Jaffrey: Oranges. It was always the more Western fruit, oranges, apples, bananas.

Bananas are not Western, but things that people know over here. I didn’t really like the

winter fruit. Guavas, that was a nice fruit that we always had in the winter, which I

loved. But it was more boring fruits. The best fruit for me was the summer, the mangos,

the lychees, the [unclear], all that. But whatever there was, there was always a ton of

fruit, great fruit of various sorts.

Q: This was laid out for you to take on a buffet?
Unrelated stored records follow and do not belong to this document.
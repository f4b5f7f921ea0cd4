//! Test-only builders for protocol messages and certificates.
use crate::{
    Commit, ConsensusMsg, Message, NodeId, Payload, PayloadHash, PrePrepare, Prepare,
    PreparedCertificate, RoundChange, RoundChangeCertificate, View,
};

/// A node id of the form "node <i>".
pub fn node(i: usize) -> NodeId {
    NodeId::new(format!("node {i}"))
}

/// A PRE-PREPARE message.
pub fn pre_prepare(
    view: View,
    from: NodeId,
    proposal: Payload,
    proposal_hash: PayloadHash,
    certificate: Option<RoundChangeCertificate>,
) -> Message {
    Message {
        view,
        from,
        msg: ConsensusMsg::PrePrepare(PrePrepare {
            proposal,
            proposal_hash,
            certificate,
        }),
    }
}

/// A PREPARE message.
pub fn prepare(view: View, from: NodeId, proposal_hash: PayloadHash) -> Message {
    Message {
        view,
        from,
        msg: ConsensusMsg::Prepare(Prepare { proposal_hash }),
    }
}

/// A COMMIT message.
pub fn commit(
    view: View,
    from: NodeId,
    proposal_hash: PayloadHash,
    committed_seal: impl Into<Vec<u8>>,
) -> Message {
    Message {
        view,
        from,
        msg: ConsensusMsg::Commit(Commit {
            proposal_hash,
            committed_seal: committed_seal.into(),
        }),
    }
}

/// A ROUND-CHANGE message with no prepared block.
pub fn empty_round_change(view: View, from: NodeId) -> Message {
    Message {
        view,
        from,
        msg: ConsensusMsg::RoundChange(RoundChange::default()),
    }
}

/// A ROUND-CHANGE message carrying a prepared block and its certificate.
pub fn round_change(
    view: View,
    from: NodeId,
    last_prepared_block: Payload,
    last_prepared_certificate: PreparedCertificate,
) -> Message {
    Message {
        view,
        from,
        msg: ConsensusMsg::RoundChange(RoundChange {
            last_prepared_block: Some(last_prepared_block),
            last_prepared_certificate: Some(last_prepared_certificate),
        }),
    }
}

/// A prepared certificate for `proposal` at `view`: a PRE-PREPARE from
/// `proposer` plus `votes` PREPARE messages from senders "node 1".."node
/// <votes>".
pub fn prepared_certificate(
    view: View,
    proposer: NodeId,
    proposal: Payload,
    proposal_hash: PayloadHash,
    votes: usize,
) -> PreparedCertificate {
    PreparedCertificate {
        proposal_message: Box::new(pre_prepare(
            view,
            proposer,
            proposal,
            proposal_hash.clone(),
            None,
        )),
        prepare_messages: (1..=votes)
            .map(|i| prepare(view, node(i), proposal_hash.clone()))
            .collect(),
    }
}

/// `count` ROUND-CHANGE messages at `view` from unique senders, each carrying
/// the same prepared block and a certificate for it at `prepared_view`.
pub fn filled_round_changes(
    view: View,
    prepared_view: View,
    proposer: NodeId,
    proposal: Payload,
    proposal_hash: PayloadHash,
    count: usize,
) -> Vec<Message> {
    let certificate = prepared_certificate(
        prepared_view,
        proposer,
        proposal.clone(),
        proposal_hash,
        count - 1,
    );
    (0..count)
        .map(|i| round_change(view, node(i), proposal.clone(), certificate.clone()))
        .collect()
}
Jaffrey: Well, it depended. The food was brought to the table, the main dishes, and it

was a long table that had been extended three times by adding on other tables, because

there were usually about thirty of us eating, and the kids sat at one end, the river end. We

were always on that side. My grandfather sat facing the river, always at the head of the

table on the other side. It sort of deteriorated and became benches at the end, and at the

head of the table was proper chairs. My grandfather apparently bought a lot of the stuff

at auctions, at various auctions. He was a great man for going to auctions and buying

stuff, so the furniture was basically from auction houses of various sorts.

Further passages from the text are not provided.